TITLE: Other Folks Comment on OOPSLA AUTHOR: Eugene Wallingford DATE: November 03, 2004 3:47 PM DESC: OOPSLA recollections about language and power, simplicity and joy. ----- BODY: Some other folks have blogged on their experiences at OOPSLA last week. These two caught my attention, for different reasons. The trade-off between power and complexity in language Nat Pryce writes about stopping on the SeaSide BoF. SeaSide is a web app framework written in Smalltalk. Nat marvels at its elegance and points out:
SeaSide is able to present such a simple API because it takes advantage of "esoteric" features of its implementation language/platform, Smalltalk, such as continuations and closures. Java, in comparison to Smalltalk, is designed on the assumption that programmers using the Java language are not skilled enough use such language features without making a mess of things, and so the language should only contain simple features to avoid confusing our poor little heads. Paradoxically, the result is that Java APIs are overly complex, and our poor little heads get confused anyway. SeaSide is a good demonstration that powerful, if complex, language features make the job of everyday programming easier, not harder, by letting API designers create elegant abstractions that hide the complexity of the problem domain and technical solution.

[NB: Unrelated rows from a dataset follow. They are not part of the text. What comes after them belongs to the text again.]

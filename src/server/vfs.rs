//! Virtual file system view of a session home.
//!
//! Clients see `/` as their home directory. Paths are normalized lexically and
//! `..` never climbs above `/`, so every resolved path stays under the home.

use std::path::PathBuf;

use thiserror::Error;

#[derive(Debug, Error, PartialEq, Eq)]
pub enum VfsError {
    #[error("Invalid path '{0}'")]
    InvalidPath(String),

    #[error("Not a directory: {0}")]
    NotADirectory(String),
}

/// Normalize `arg` against the virtual directory `cwd`
pub fn normalize(cwd: &str, arg: &str) -> Result<String, VfsError> {
    if arg.contains('\0') || arg.contains('\\') {
        return Err(VfsError::InvalidPath(arg.to_string()));
    }

    let mut segments: Vec<&str> = if arg.starts_with('/') {
        Vec::new()
    } else {
        cwd.split('/').filter(|s| !s.is_empty()).collect()
    };

    for segment in arg.split('/') {
        match segment {
            "" | "." => {}
            ".." => {
                segments.pop();
            }
            other => segments.push(other),
        }
    }

    Ok(format!("/{}", segments.join("/")))
}

/// A session's view of its home directory
#[derive(Debug, Clone)]
pub struct HomeFs {
    home: PathBuf,
    cwd: String,
}

impl HomeFs {
    pub fn new(home: impl Into<PathBuf>) -> Self {
        Self {
            home: home.into(),
            cwd: "/".to_string(),
        }
    }

    /// Current virtual directory
    pub fn cwd(&self) -> &str {
        &self.cwd
    }

    /// Virtual path of `arg` relative to the current directory
    pub fn virtual_path(&self, arg: &str) -> Result<String, VfsError> {
        normalize(&self.cwd, arg)
    }

    /// Real path of `arg` under the home directory
    pub fn resolve(&self, arg: &str) -> Result<PathBuf, VfsError> {
        let virtual_path = self.virtual_path(arg)?;
        Ok(self.real_path(&virtual_path))
    }

    fn real_path(&self, virtual_path: &str) -> PathBuf {
        let relative = virtual_path.trim_start_matches('/');
        if relative.is_empty() {
            self.home.clone()
        } else {
            self.home.join(relative)
        }
    }

    /// Change the current directory; the target must be an existing directory
    pub async fn change_dir(&mut self, arg: &str) -> Result<&str, VfsError> {
        let target = self.virtual_path(arg)?;
        let is_dir = tokio::fs::metadata(self.real_path(&target))
            .await
            .map(|m| m.is_dir())
            .unwrap_or(false);

        if !is_dir {
            return Err(VfsError::NotADirectory(target));
        }

        self.cwd = target;
        Ok(&self.cwd)
    }
}

#[cfg(test)]
mod tests {
    use super::*;
    use tempfile::TempDir;

    #[test]
    fn test_normalize() {
        assert_eq!(normalize("/", "IMG_1.JPG").unwrap(), "/IMG_1.JPG");
        assert_eq!(normalize("/a", "b/./c").unwrap(), "/a/b/c");
        assert_eq!(normalize("/a/b", "../c").unwrap(), "/a/c");
        assert_eq!(normalize("/a", "/IMG_1.JPG").unwrap(), "/IMG_1.JPG");
        assert_eq!(normalize("/", "").unwrap(), "/");
    }

    #[test]
    fn test_dotdot_is_confined_to_home() {
        assert_eq!(normalize("/", "../../etc/passwd").unwrap(), "/etc/passwd");
        assert_eq!(normalize("/a", "/../../..").unwrap(), "/");

        let fs = HomeFs::new("/srv/galleries/2024-03-05");
        assert_eq!(
            fs.resolve("../../../etc/passwd").unwrap(),
            PathBuf::from("/srv/galleries/2024-03-05/etc/passwd")
        );
        assert_eq!(fs.resolve("/").unwrap(), PathBuf::from("/srv/galleries/2024-03-05"));
    }

    #[test]
    fn test_rejects_nul_and_backslash() {
        assert!(matches!(normalize("/", "a\0b"), Err(VfsError::InvalidPath(_))));
        assert!(matches!(normalize("/", "..\\x"), Err(VfsError::InvalidPath(_))));
    }

    #[tokio::test]
    async fn test_change_dir() {
        let temp = TempDir::new().unwrap();
        std::fs::create_dir(temp.path().join("sub")).unwrap();
        std::fs::write(temp.path().join("file.jpg"), b"x").unwrap();

        let mut fs = HomeFs::new(temp.path());
        assert_eq!(fs.change_dir("sub").await.unwrap(), "/sub");
        assert_eq!(fs.change_dir("..").await.unwrap(), "/");
        assert_eq!(
            fs.change_dir("file.jpg").await,
            Err(VfsError::NotADirectory("/file.jpg".to_string()))
        );
        assert_eq!(
            fs.change_dir("missing").await,
            Err(VfsError::NotADirectory("/missing".to_string()))
        );
        assert_eq!(fs.cwd(), "/");
    }
}
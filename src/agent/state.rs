//! Photo agent run state.

use super::llm::ToolCall;

/// State of one agent run.
#[derive(Debug, Clone, PartialEq)]
pub enum AgentState {
    /// Conversation seeded, no model call yet.
    Start,

    /// Waiting for the model's next reply.
    ModelCall,

    /// The model requested tool calls.
    ToolCall(Vec<ToolCall>),

    /// `final_result` was called with this summary.
    Terminal(String),
}

impl AgentState {
    /// Check if the run is finished.
    pub fn is_terminal(&self) -> bool {
        matches!(self, AgentState::Terminal(_))
    }

    /// Short name for logs.
    pub fn label(&self) -> &'static str {
        match self {
            AgentState::Start => "start",
            AgentState::ModelCall => "model_call",
            AgentState::ToolCall(_) => "tool_call",
            AgentState::Terminal(_) => "terminal",
        }
    }
}
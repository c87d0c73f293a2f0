//! Login for the transfer server.
//!
//! `authenticate` only checks credentials. `resolve_home` is the side
//! effect: it provisions today's album and returns it as the session home.

use std::path::PathBuf;

use thiserror::Error;

use crate::domain::AlbumSource;
use crate::library::{AlbumProvisioner, ProvisioningError};

/// USER/PASS pair from the control channel
#[derive(Clone, PartialEq, Eq)]
pub struct Credentials {
    pub username: String,
    pub password: String,
}

impl std::fmt::Debug for Credentials {
    fn fmt(&self, f: &mut std::fmt::Formatter<'_>) -> std::fmt::Result {
        f.debug_struct("Credentials")
            .field("username", &self.username)
            .field("password", &"<redacted>")
            .finish()
    }
}

/// An authenticated account
#[derive(Debug, Clone, PartialEq, Eq)]
pub struct Identity {
    pub username: String,
}

#[derive(Debug, Error)]
pub enum AuthError {
    #[error("Unknown user '{0}'")]
    UnknownUser(String),

    #[error("Wrong password for '{0}'")]
    BadPassword(String),
}

/// Single-account authenticator
pub struct Authenticator {
    username: String,
    password: String,
    provisioner: AlbumProvisioner,
}

impl Authenticator {
    pub fn new(
        username: impl Into<String>,
        password: impl Into<String>,
        provisioner: AlbumProvisioner,
    ) -> Self {
        Self {
            username: username.into(),
            password: password.into(),
            provisioner,
        }
    }

    /// Check credentials against the configured account
    pub fn authenticate(&self, credentials: &Credentials) -> Result<Identity, AuthError> {
        if credentials.username != self.username {
            return Err(AuthError::UnknownUser(credentials.username.clone()));
        }
        if !constant_time_eq(credentials.password.as_bytes(), self.password.as_bytes()) {
            return Err(AuthError::BadPassword(credentials.username.clone()));
        }

        Ok(Identity {
            username: credentials.username.clone(),
        })
    }

    /// Home directory for a login: today's album, created on first use
    pub async fn resolve_home(&self, identity: &Identity) -> Result<PathBuf, ProvisioningError> {
        let album = self.provisioner.resolve(&AlbumSource::Today).await?;
        tracing::info!(
            user = %identity.username,
            album = %album.key,
            created = album.created,
            "Resolved session home"
        );
        Ok(album.path)
    }
}

fn constant_time_eq(a: &[u8], b: &[u8]) -> bool {
    if a.len() != b.len() {
        return false;
    }
    a.iter().zip(b).fold(0u8, |acc, (x, y)| acc | (x ^ y)) == 0
}

#[cfg(test)]
mod tests {
    use super::*;
    use chrono_tz::Tz;
    use tempfile::TempDir;

    fn credentials(username: &str, password: &str) -> Credentials {
        Credentials {
            username: username.to_string(),
            password: password.to_string(),
        }
    }

    #[test]
    fn test_authenticate() {
        let auth = Authenticator::new("user", "hunter2", AlbumProvisioner::new("/tmp", Tz::UTC));

        assert_eq!(
            auth.authenticate(&credentials("user", "hunter2")).unwrap(),
            Identity {
                username: "user".to_string()
            }
        );
        assert!(matches!(
            auth.authenticate(&credentials("user", "hunter3")),
            Err(AuthError::BadPassword(_))
        ));
        assert!(matches!(
            auth.authenticate(&credentials("root", "hunter2")),
            Err(AuthError::UnknownUser(_))
        ));
    }

    #[test]
    fn test_debug_hides_password() {
        let debug = format!("{:?}", credentials("user", "hunter2"));
        assert!(!debug.contains("hunter2"));
    }

    #[tokio::test]
    async fn test_resolve_home_creates_todays_album() {
        let temp = TempDir::new().unwrap();
        let auth = Authenticator::new("user", "pw", AlbumProvisioner::new(temp.path(), Tz::UTC));
        let identity = auth.authenticate(&credentials("user", "pw")).unwrap();

        let home = auth.resolve_home(&identity).await.unwrap();
        assert!(home.is_dir());
        assert!(home.join("index.md").exists());
        assert_eq!(home.parent(), Some(temp.path()));
    }
}
//! OpenAI-compatible HTTP client.
//!
//! Serves two roles:
//! - `LlmProvider` over `POST {base}/chat/completions` with function tools
//! - `Transcriber` over `POST {base}/audio/transcriptions` (multipart upload)
//!
//! Works with OpenAI and any gateway implementing the same API.

use std::path::Path;
use std::time::Duration;

use anyhow::Result;
use async_trait::async_trait;
use reqwest::multipart::{Form, Part};
use reqwest::Client;
use serde::{Deserialize, Serialize};

use crate::agent::llm::{
    Completion, CompletionOptions, LlmError, LlmProvider, Message, ToolCall, ToolDefinition,
};
use crate::config::OpenAiSettings;
use crate::ingest::{Transcriber, Transcript, TranscriptionError};

/// OpenAI-compatible API client
#[derive(Clone)]
pub struct OpenAiClient {
    client: Client,
    base_url: String,
    api_key: Option<String>,
    chat_model: String,
    transcription_model: String,
    transcription_timeout: Duration,
}

impl OpenAiClient {
    pub fn new(base_url: impl Into<String>, api_key: Option<String>) -> Self {
        Self {
            client: Client::new(),
            base_url: base_url.into().trim_end_matches('/').to_string(),
            api_key,
            chat_model: "gpt-4o".to_string(),
            transcription_model: "whisper-1".to_string(),
            transcription_timeout: Duration::from_secs(300),
        }
    }

    /// Client from settings. The public OpenAI endpoint requires a key.
    pub fn from_config(settings: &OpenAiSettings) -> Result<Self> {
        if settings.api_key.is_none() && settings.base_url.contains("api.openai.com") {
            anyhow::bail!("OPENAI_API_KEY is not set");
        }

        Ok(Self::new(&settings.base_url, settings.api_key.clone())
            .with_chat_model(&settings.chat_model))
    }

    pub fn with_chat_model(mut self, model: impl Into<String>) -> Self {
        self.chat_model = model.into();
        self
    }

    pub fn with_transcription_model(mut self, model: impl Into<String>) -> Self {
        self.transcription_model = model.into();
        self
    }

    pub fn with_transcription_timeout(mut self, timeout: Duration) -> Self {
        self.transcription_timeout = timeout;
        self
    }

    /// Build API URL
    fn api_url(&self, path: &str) -> String {
        format!("{}/{}", self.base_url, path)
    }

    fn authorize(&self, request: reqwest::RequestBuilder) -> reqwest::RequestBuilder {
        match &self.api_key {
            Some(key) => request.bearer_auth(key),
            None => request,
        }
    }
}

fn connection_error(e: reqwest::Error) -> LlmError {
    if e.is_timeout() {
        LlmError::Timeout
    } else {
        LlmError::Connection(e.to_string())
    }
}

#[async_trait]
impl LlmProvider for OpenAiClient {
    fn name(&self) -> &str {
        "openai"
    }

    fn model(&self) -> &str {
        &self.chat_model
    }

    async fn complete(
        &self,
        messages: &[Message],
        tools: &[ToolDefinition],
        options: &CompletionOptions,
    ) -> Result<Completion, LlmError> {
        let request = ChatRequest {
            model: &self.chat_model,
            messages: messages.iter().map(ChatMessage::from).collect(),
            tools: tools.iter().map(ChatTool::from).collect(),
            temperature: options.temperature,
        };

        tracing::debug!(
            model = %self.chat_model,
            message_count = messages.len(),
            tool_count = tools.len(),
            "Sending chat completion request"
        );

        let response = self
            .authorize(self.client.post(self.api_url("chat/completions")))
            .json(&request)
            .timeout(options.timeout)
            .send()
            .await
            .map_err(connection_error)?;

        let status = response.status();
        if status.as_u16() == 429 {
            return Err(LlmError::RateLimited);
        }
        if !status.is_success() {
            let body = response.text().await.unwrap_or_default();
            return Err(LlmError::Api {
                status: status.as_u16(),
                message: body,
            });
        }

        let body: ChatResponse = response
            .json()
            .await
            .map_err(|e| LlmError::InvalidResponse(format!("Failed to parse response: {}", e)))?;

        body.into_completion()
    }
}

#[async_trait]
impl Transcriber for OpenAiClient {
    fn name(&self) -> &str {
        "openai"
    }

    async fn transcribe(&self, audio_path: &Path) -> Result<Transcript, TranscriptionError> {
        let file_name = audio_path
            .file_name()
            .unwrap_or_default()
            .to_string_lossy()
            .to_string();

        let file_bytes = tokio::fs::read(audio_path).await?;

        // Build multipart form
        let file_part = Part::bytes(file_bytes)
            .file_name(file_name)
            .mime_str("audio/wav")
            .map_err(|e| TranscriptionError::Service(e.to_string()))?;

        let form = Form::new()
            .text("model", self.transcription_model.clone())
            .text("response_format", "json")
            .part("file", file_part);

        let response = self
            .authorize(self.client.post(self.api_url("audio/transcriptions")))
            .multipart(form)
            .timeout(self.transcription_timeout)
            .send()
            .await
            .map_err(|e| {
                if e.is_timeout() {
                    TranscriptionError::Timeout(self.transcription_timeout)
                } else {
                    TranscriptionError::Service(e.to_string())
                }
            })?;

        let status = response.status();
        if !status.is_success() {
            let body = response.text().await.unwrap_or_default();
            return Err(TranscriptionError::Service(format!(
                "status {}: {}",
                status.as_u16(),
                body
            )));
        }

        let body: TranscriptionResponse = response
            .json()
            .await
            .map_err(|e| TranscriptionError::Output(e.to_string()))?;

        let text = body.text.trim().to_string();
        if text.is_empty() {
            return Err(TranscriptionError::Empty);
        }

        Ok(Transcript {
            text,
            language: body.language,
            duration_seconds: body.duration,
        })
    }
}

// OpenAI API types

#[derive(Debug, Serialize)]
struct ChatRequest<'a> {
    model: &'a str,
    messages: Vec<ChatMessage>,
    #[serde(skip_serializing_if = "Vec::is_empty")]
    tools: Vec<ChatTool>,
    temperature: f32,
}

#[derive(Debug, Serialize)]
struct ChatMessage {
    role: &'static str,
    #[serde(skip_serializing_if = "Option::is_none")]
    content: Option<String>,
    #[serde(skip_serializing_if = "Vec::is_empty")]
    tool_calls: Vec<ToolCallRequest>,
    #[serde(skip_serializing_if = "Option::is_none")]
    tool_call_id: Option<String>,
}

impl From<&Message> for ChatMessage {
    fn from(msg: &Message) -> Self {
        ChatMessage {
            role: msg.role.as_str(),
            // Only a tool-calling turn may omit its content
            content: (!msg.content.is_empty() || msg.tool_calls.is_empty())
                .then(|| msg.content.clone()),
            tool_calls: msg
                .tool_calls
                .iter()
                .map(|tc| ToolCallRequest {
                    id: tc.id.clone(),
                    kind: "function",
                    function: FunctionCall {
                        name: tc.name.clone(),
                        arguments: encode_arguments(&tc.arguments),
                    },
                })
                .collect(),
            tool_call_id: msg.tool_call_id.clone(),
        }
    }
}

#[derive(Debug, Serialize)]
struct ToolCallRequest {
    id: String,
    #[serde(rename = "type")]
    kind: &'static str,
    function: FunctionCall,
}

#[derive(Debug, Serialize, Deserialize)]
struct FunctionCall {
    name: String,
    /// JSON-encoded arguments object
    arguments: String,
}

#[derive(Debug, Serialize)]
struct ChatTool {
    #[serde(rename = "type")]
    kind: &'static str,
    function: FunctionDef,
}

impl From<&ToolDefinition> for ChatTool {
    fn from(def: &ToolDefinition) -> Self {
        ChatTool {
            kind: "function",
            function: FunctionDef {
                name: def.name.clone(),
                description: def.description.clone(),
                parameters: def.parameters.clone(),
            },
        }
    }
}

#[derive(Debug, Serialize)]
struct FunctionDef {
    name: String,
    description: String,
    parameters: serde_json::Value,
}

#[derive(Debug, Deserialize)]
struct ChatResponse {
    choices: Vec<ChatChoice>,
}

#[derive(Debug, Deserialize)]
struct ChatChoice {
    message: ChatResponseMessage,
}

#[derive(Debug, Deserialize)]
struct ChatResponseMessage {
    #[serde(default)]
    content: Option<String>,
    #[serde(default)]
    tool_calls: Option<Vec<ToolCallResponse>>,
}

#[derive(Debug, Deserialize)]
struct ToolCallResponse {
    id: String,
    function: FunctionCall,
}

impl ChatResponse {
    fn into_completion(self) -> Result<Completion, LlmError> {
        let choice = self
            .choices
            .into_iter()
            .next()
            .ok_or_else(|| LlmError::InvalidResponse("No choices in response".to_string()))?;

        let tool_calls = choice
            .message
            .tool_calls
            .unwrap_or_default()
            .into_iter()
            .map(|tc| ToolCall {
                id: tc.id,
                name: tc.function.name,
                arguments: decode_arguments(&tc.function.arguments),
            })
            .collect();

        Ok(Completion {
            content: choice.message.content.unwrap_or_default(),
            tool_calls,
        })
    }
}

/// Decode tool arguments, keeping undecodable text as a JSON string
fn decode_arguments(raw: &str) -> serde_json::Value {
    serde_json::from_str(raw).unwrap_or_else(|_| serde_json::Value::String(raw.to_string()))
}

fn encode_arguments(arguments: &serde_json::Value) -> String {
    match arguments {
        serde_json::Value::String(raw) => raw.clone(),
        other => other.to_string(),
    }
}

#[derive(Debug, Deserialize)]
struct TranscriptionResponse {
    text: String,
    #[serde(default)]
    language: Option<String>,
    #[serde(default)]
    duration: Option<f64>,
}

There is indeed great irony in how choosing the wrong kind of simplicity in a language leads to unnecessary complexity in the APIs and systems written in the language. I don't have an opportunity to teach students Smalltalk much these days, but I always hope that they will experience a similar epiphany when programming in Scheme. Not surprisingly, Alan Kay has a lot to say on this topic of simplicity, complexity, and thinking computationally, too. I hope to post my take on Alan's two OOPSLA talks later this week. Making Software in a Joyous World You gotta love a blog posting subtitled with a line from a John Mellencamp song. Brian Marick writes about three talks that he heard on the first day at OOPSLA. He concludes wistfully:
I wish the genial humanists like Ward [Cunningham] and the obsessive visionaries like Alan Kay had more influence [in the computing world]. I worry that the adolescence of computers is almost over, and that we're settling into that stagnant adulthood where you just plod on in the world as others made it, occasionally wistfully remembering the time when you thought endless possibility was all around you.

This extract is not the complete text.